Thoughts on being a "Missionary"

I am sent by my religious faith system/denomination to be a "Missionary". Admittedly this word hasn't set well with me. Needless to say - I AM sent by my denomination and accepted as a missionary in Cameroon.

One can think a missionary is sent to convert others to their particular doctrines/dogma/religion/what-have-you. One can think of one sent on a charitable mission somewhere. Wikipedia has a definition that says "one who is sent to witness across cultures."

Am I out to convert people to my personally held doctrines/dogma/religion? Am I here to be charitable? To witness across cultures? Witness to "what" exactly?

We find our faiths in a variety of ways. We are born into families with certain values and we may not depart far from them. We convert. One of the easiest ways for me to think about who I am and what I am doing is to put it in terms of nationalities. I was born in the USA; imprinted with the climate and scenery of New England.

I think my country is beautiful and diverse. My country was founded with particular values. I cannot help it - I get goose bumps when I read or hear the Declaration of Independence and the Bill of Rights. Equally, the music of our national anthem is meaningful, and the words of America the Beautiful stir me.

I was not born with those feelings. I discovered them as I grew up and experienced life. I tested the values against other values to see if they rang true. And to my perspective, the America we have to day is the same but also very different from the one I value in my heart and that I believe was intended at our inception.

We do not always represent those values well. We say one thing and often do another. Still other Americans have differing perspectives from mine - differing opinions of the intent of the founding fathers. This neither makes them or me right or wrong. That is one of our values.

When I travel the world, away from my country, I am a "missionary", an Ambassador if you will. For those who meet me have their own ideas of what America is and what Americans are like. I cannot own their perspectives - they are what they are. I am who I am.

I represent just 1/300 millionth of what America is and I only offer myself as a single perspective. I remember being in Hong Kong, waiting in a hotel for my ride to the boat to Macau. I could hear a "Texan" bellowing through the halls. I tried to hide. I was riding a bus in London. We slowed near a club and there was an American swearing is head off that he was NOT going to remove his tie to go in the club.

I am sure at some point, that I too, have been an ugly American - loud and obnoxious. Though I try to be mindful of such, I am a witness to others about America by how I live and conduct myself. I do not do so from a "legal" basis. I do not live burdened by the obligation. I succeed and I fail. That too is part of being American. Oh, and just because I am American doesn't mean I agree with everything the leaders of America say or do.

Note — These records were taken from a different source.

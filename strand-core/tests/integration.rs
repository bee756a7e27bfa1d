//! Integration Tests for the Reactive Engine
//!
//! These tests drive signals, memos, effects, schedulers and scopes through
//! the public API only.

use std::cell::{Cell, RefCell};
use std::rc::Rc;
use std::time::Duration;

use strand_core::{
    watch, DriverKind, Effect, EffectOptions, NodeKind, PullErrorPolicy, ReactiveError,
    ReactiveMap, ReactiveVec, Runtime, RuntimeConfig, SchedulerKey,
};

fn counter() -> Rc<Cell<usize>> {
    Rc::new(Cell::new(0))
}

fn bump(calls: &Cell<usize>) {
    calls.set(calls.get() + 1);
}

/// A reader never sees a mix of old and new ancestor values, and every
/// derived node runs at most once per write.
#[test]
fn writes_are_glitch_free() {
    let rt = Runtime::new();
    let a = rt.signal(1);

    let b_calls = counter();
    let b = {
        let (a, calls) = (a.clone(), b_calls.clone());
        rt.memo(move || {
            bump(&calls);
            a.get() * 2
        })
    };
    let c = {
        let (a, b) = (a.clone(), b.clone());
        rt.memo(move || a.get() + b.get())
    };

    let observed = Rc::new(RefCell::new(Vec::new()));
    let _effect = {
        let (a, b, c, observed) = (a.clone(), b.clone(), c.clone(), observed.clone());
        rt.effect(move || observed.borrow_mut().push((a.get(), b.get(), c.get())))
    };

    a.set(2);
    a.set(3);

    assert_eq!(*observed.borrow(), vec![(1, 2, 3), (2, 4, 6), (3, 6, 9)]);
    assert_eq!(b_calls.get(), 3);
}

/// A recomputation that produces the same value does not wake dependents.
#[test]
fn equal_recomputation_stops_propagation() {
    let rt = Runtime::new();
    let a = rt.signal(1);
    let parity = {
        let a = a.clone();
        rt.memo(move || a.get() % 2)
    };
    let calls = counter();
    let c = {
        let (parity, calls) = (parity.clone(), calls.clone());
        rt.memo(move || {
            bump(&calls);
            parity.get()
        })
    };

    assert_eq!(c.get(), 1);
    assert_eq!(calls.get(), 1);

    a.set(3);
    assert_eq!(c.get(), 1);
    assert_eq!(calls.get(), 1);

    a.set(4);
    assert_eq!(c.get(), 0);
    assert_eq!(calls.get(), 2);
}

/// A branch that is no longer read drops its edge.
#[test]
fn unread_branch_is_pruned() {
    let rt = Runtime::new();
    let flag = rt.signal(true);
    let x = rt.signal(1);
    let y = rt.signal(2);

    let calls = counter();
    let c = {
        let (flag, x, y, calls) = (flag.clone(), x.clone(), y.clone(), calls.clone());
        rt.memo(move || {
            bump(&calls);
            if flag.get() {
                x.get()
            } else {
                y.get()
            }
        })
    };

    assert_eq!(c.get(), 1);
    flag.set(false);
    assert_eq!(c.get(), 2);
    assert_eq!(calls.get(), 2);
    assert!(x.dependents().is_empty());
    assert_eq!(c.dependencies(), vec![flag.id(), y.id()]);

    x.set(99);
    assert_eq!(c.get(), 2);
    assert_eq!(calls.get(), 2);
}

/// Two paths from one source to one sink: the sink sees both new values
/// and each middle node runs exactly once.
#[test]
fn diamond_recomputes_each_node_once() {
    let rt = Runtime::new();
    let a = rt.signal(1);

    let (b_calls, d_calls, e_calls) = (counter(), counter(), counter());
    let b = {
        let (a, calls) = (a.clone(), b_calls.clone());
        rt.memo(move || {
            bump(&calls);
            a.get() + 1
        })
    };
    let d = {
        let (a, calls) = (a.clone(), d_calls.clone());
        rt.memo(move || {
            bump(&calls);
            a.get() + 2
        })
    };
    let e = {
        let (b, d, calls) = (b.clone(), d.clone(), e_calls.clone());
        rt.memo(move || {
            bump(&calls);
            b.get() + d.get()
        })
    };

    assert_eq!(e.get(), 5);
    a.set(5);
    assert_eq!(e.get(), 13);
    assert_eq!((b_calls.get(), d_calls.get(), e_calls.get()), (2, 2, 2));
}

/// Several writes in one turn flush a deferred effect once, with the final
/// value.
#[test]
fn deferred_effect_coalesces_writes() {
    let rt = Runtime::new();
    let count = rt.signal(0);
    let seen = Rc::new(RefCell::new(Vec::new()));

    let effect = {
        let (count, seen) = (count.clone(), seen.clone());
        Effect::with_options(
            &rt,
            EffectOptions {
                scheduler: SchedulerKey::MICRO,
            },
            move || seen.borrow_mut().push(count.get()),
        )
    };
    assert_eq!(*seen.borrow(), vec![0]);

    for n in 1..=5 {
        count.set(n);
    }
    assert_eq!(*seen.borrow(), vec![0]);

    assert_eq!(rt.event_loop().run_microtasks(), 1);
    assert_eq!(*seen.borrow(), vec![0, 5]);
    assert_eq!(effect.run_count(), 2);
    assert!(rt.event_loop().is_idle());
}

/// Layout effects wait for a frame; macro effects for a macrotask.
#[test]
fn deferred_schedulers_use_their_time_domain() {
    let rt = Runtime::new();
    let count = rt.signal(0);
    let log = Rc::new(RefCell::new(Vec::new()));

    for (name, key) in [("layout", SchedulerKey::LAYOUT), ("macro", SchedulerKey::MACRO)] {
        let (count, log) = (count.clone(), log.clone());
        Effect::with_options(&rt, EffectOptions { scheduler: key }, move || {
            let value = count.get();
            if value > 0 {
                log.borrow_mut().push(name);
            }
        });
    }

    count.set(1);
    assert!(log.borrow().is_empty());

    assert!(rt.event_loop().run_macrotask());
    assert_eq!(*log.borrow(), vec!["macro"]);
    assert_eq!(rt.event_loop().run_frame(), 1);
    assert_eq!(*log.borrow(), vec!["macro", "layout"]);
}

/// An effect disposed between a write and the deferred flush never runs
/// for that write, whether disposed directly or through its scope.
#[test]
fn disposal_before_flush_cancels_the_run() {
    let rt = Runtime::new();
    let count = rt.signal(0);
    let scope = rt.create_scope();

    let make = |seen: Rc<RefCell<Vec<i32>>>| {
        let count = count.clone();
        Effect::with_options(
            &rt,
            EffectOptions {
                scheduler: SchedulerKey::MACRO,
            },
            move || seen.borrow_mut().push(count.get()),
        )
    };
    let direct_seen = Rc::new(RefCell::new(Vec::new()));
    let direct = make(direct_seen.clone());
    let scoped_seen = Rc::new(RefCell::new(Vec::new()));
    let scoped = scope.run(|| make(scoped_seen.clone()));

    count.set(1);
    assert_eq!(rt.event_loop().pending(), 1);
    direct.dispose();
    assert_eq!(scope.release(), 1);

    rt.event_loop().run_until_idle();
    assert_eq!(direct.run_count(), 1);
    assert_eq!(scoped.run_count(), 1);
    assert_eq!(*direct_seen.borrow(), vec![0]);
    assert_eq!(*scoped_seen.borrow(), vec![0]);
    assert!(scoped.is_disposed());
    assert!(count.dependents().is_empty());
}

/// Reruns of an outer effect dispose the inner effects the previous run
/// created, leaving no edges into them.
#[test]
fn rerun_disposes_inner_effects() {
    let rt = Runtime::new();
    let toggle = rt.signal(0);
    let leaf = rt.signal(0);
    let inner_runs = counter();
    let inners = Rc::new(RefCell::new(Vec::<Effect>::new()));

    let outer = {
        let (rt2, toggle, leaf) = (rt.clone(), toggle.clone(), leaf.clone());
        let (inner_runs, inners) = (inner_runs.clone(), inners.clone());
        rt.effect(move || {
            toggle.get();
            let (leaf, runs) = (leaf.clone(), inner_runs.clone());
            let inner = rt2.effect(move || {
                leaf.get();
                bump(&runs);
            });
            inners.borrow_mut().push(inner);
        })
    };

    toggle.set(1);
    toggle.set(2);

    let inners = inners.borrow();
    assert_eq!(inners.len(), 3);
    assert!(inners[..2].iter().all(Effect::is_disposed));
    assert_eq!(leaf.dependents(), vec![inners[2].id()]);

    inner_runs.set(0);
    leaf.set(1);
    assert_eq!(inner_runs.get(), 1);

    outer.dispose();
    assert!(inners[2].is_disposed());
    assert!(leaf.dependents().is_empty());
    assert_eq!(rt.edge_count(), 0);
}

/// Writing the value a signal already holds is invisible.
#[test]
fn no_op_write_changes_nothing() {
    let rt = Runtime::new();
    let count = rt.signal(7);
    let effect = {
        let count = count.clone();
        Effect::with_options(
            &rt,
            EffectOptions {
                scheduler: SchedulerKey::MICRO,
            },
            move || {
                count.get();
            },
        )
    };
    let version = rt.version();

    count.set(7);
    assert_eq!(rt.version(), version);
    assert!(rt.event_loop().is_idle());
    assert_eq!(rt.event_loop().run_until_idle(), 0);
    assert_eq!(effect.run_count(), 1);
}

/// A batch turns many writes into one flush per effect.
#[test]
fn batch_flushes_once() {
    let rt = Runtime::new();
    let first = rt.signal("Ada");
    let last = rt.signal("Lovelace");
    let names = Rc::new(RefCell::new(Vec::new()));

    let _effect = {
        let (first, last, names) = (first.clone(), last.clone(), names.clone());
        rt.effect(move || names.borrow_mut().push(format!("{} {}", first.get(), last.get())))
    };

    rt.batch(|| {
        first.set("Grace");
        last.set("Hopper");
    });
    assert_eq!(*names.borrow(), vec!["Ada Lovelace", "Grace Hopper"]);
}

/// Watchers report old and new values for every dependency.
#[test]
fn watch_reports_diffs() {
    let rt = Runtime::new();
    let x = rt.signal(1);
    let y = rt.signal(10);
    let log = Rc::new(RefCell::new(Vec::new()));

    let handle = {
        let (x2, y2, log) = (x.clone(), y.clone(), log.clone());
        let deps: Vec<Box<dyn Fn() -> i32>> = vec![Box::new(move || x2.get()), Box::new(move || y2.get())];
        watch(&rt, deps, move |diffs| {
            let pairs: Vec<_> = diffs.iter().map(|d| (d.old, d.new)).collect();
            log.borrow_mut().push(pairs);
        })
    };
    assert!(log.borrow().is_empty());

    x.set(2);
    assert_eq!(*log.borrow(), vec![vec![(Some(1), 2), (Some(10), 10)]]);

    handle.dispose();
    y.set(11);
    assert_eq!(log.borrow().len(), 1);
}

/// A failing memo keeps its last value by default and can surface the
/// failure instead.
#[test]
fn failed_pull_follows_policy() {
    for policy in [PullErrorPolicy::KeepStale, PullErrorPolicy::Surface] {
        let rt = Runtime::with_config(RuntimeConfig {
            pull_errors: policy,
            ..RuntimeConfig::default()
        });
        let input = rt.signal(4);
        let root = {
            let input = input.clone();
            strand_core::Memo::try_new(&rt, move || {
                let n = input.get();
                if n < 0 {
                    return Err(format!("negative input {n}").into());
                }
                Ok((n as f64).sqrt())
            })
        };
        assert_eq!(root.try_get().unwrap(), 2.0);

        input.set(-1);
        match policy {
            PullErrorPolicy::KeepStale => assert_eq!(root.try_get().unwrap(), 2.0),
            PullErrorPolicy::Surface => assert!(matches!(
                root.try_get(),
                Err(ReactiveError::PullFailed { message, .. }) if message.contains("negative")
            )),
        }

        input.set(9);
        assert_eq!(root.try_get().unwrap(), 3.0);
    }
}

/// Releasing a scope disposes everything created inside it.
#[test]
fn scope_release_cascades() {
    let rt = Runtime::new();
    let source = rt.signal(1);
    let scope = rt.create_scope();

    let (memo, effect) = scope.run(|| {
        let memo = {
            let source = source.clone();
            rt.memo(move || source.get() + 1)
        };
        let effect = {
            let memo = memo.clone();
            rt.effect(move || {
                memo.get();
            })
        };
        (memo, effect)
    });
    assert_eq!(source.dependents(), vec![memo.id()]);

    assert_eq!(scope.release(), 2);
    assert!(memo.is_disposed());
    assert!(effect.is_disposed());
    assert!(source.dependents().is_empty());
    assert_eq!(rt.node_count(), 1);
}

/// Collection entries are reactive one by one.
#[test]
fn collections_track_entries() {
    let rt = Runtime::new();
    let todos = ReactiveVec::new(&rt, vec!["write", "test"]);
    let owners: ReactiveMap<&str, &str> = ReactiveMap::new(&rt);

    let summary = {
        let (todos, owners) = (todos.clone(), owners.clone());
        rt.memo(move || {
            let first = todos.get(0).unwrap_or("-");
            let owner = owners.get(&first).unwrap_or("nobody");
            format!("{first}: {owner}")
        })
    };
    assert_eq!(summary.get(), "write: nobody");

    owners.insert("write", "ada");
    assert_eq!(summary.get(), "write: ada");

    todos.remove(0).unwrap();
    assert_eq!(summary.get(), "test: nobody");
    assert_eq!(todos.raw(), vec!["test"]);
}

/// The snapshot describes nodes, edges and the global version as JSON.
#[test]
fn snapshot_exports_json() {
    let rt = Runtime::new();
    let a = rt.signal(1);
    let double = {
        let a = a.clone();
        rt.memo(move || a.get() * 2)
    };
    assert_eq!(double.get(), 2);
    a.set(2);

    let snapshot = rt.snapshot();
    assert_eq!(snapshot.version, 1);
    assert_eq!(snapshot.edge_count, 1);
    let node = snapshot.node(double.id()).unwrap();
    assert_eq!(node.kind, NodeKind::Derived);
    assert_eq!(node.dependencies, vec![a.id()]);
    assert_eq!(node.dirty, vec!["dirty"]);

    let json: serde_json::Value = serde_json::from_str(&snapshot.to_json().unwrap()).unwrap();
    assert_eq!(json["nodes"].as_array().map(Vec::len), Some(2));
    assert_eq!(json["nodes"][1]["kind"], "derived");
}

/// With the tokio driver, deferred flushes run on the current `LocalSet`.
#[tokio::test]
async fn tokio_driver_flushes_on_local_set() {
    let local = tokio::task::LocalSet::new();
    local
        .run_until(async {
            let rt = Runtime::with_config(RuntimeConfig {
                driver: DriverKind::Tokio,
                frame_interval_ms: 1,
                ..RuntimeConfig::default()
            });
            let count = rt.signal(0);
            let seen = Rc::new(RefCell::new(Vec::new()));

            let _effect = {
                let (count, seen) = (count.clone(), seen.clone());
                Effect::with_options(
                    &rt,
                    EffectOptions {
                        scheduler: SchedulerKey::MICRO,
                    },
                    move || seen.borrow_mut().push(count.get()),
                )
            };

            count.set(1);
            count.set(2);
            assert_eq!(*seen.borrow(), vec![0]);

            tokio::time::sleep(Duration::from_millis(10)).await;
            assert_eq!(*seen.borrow(), vec![0, 2]);
            assert!(rt.event_loop().is_idle());
        })
        .await;
}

I am not out trying to convert others to be American. I would rather see them be excellent citizens of their respective countries. However if one should be unhappy with their country, and I think you might be a good citizen of mine, I may wonder aloud, about the person becoming an American. Should they become an American citizen, I would hope they would value our history. That being an American isn't, in itself the American dream. Being American isn't a surety of success (or failure). Being American doesn't automatically make one an infidel (though I don't doubt there are some among us).

Rather than assuming the best or worst of me, because I am American, I would prefer people to talk with me and explore what it means for me to be American. I too want to understand what it means for you to be a citizen of your country. I get excited when you love your country and can point out the beauty of its values as well as its physical beauty. Don't expect me to convert -- though I hope I can deeply appreciate what it means to be a citizen of your country.

Perhaps together we can break down the walls of misunderstanding and mistrust. Perhaps together we can build each other up through loving acts of kindness, demonstrating the best values of our respective countries. Perhaps together we can make the world a better place.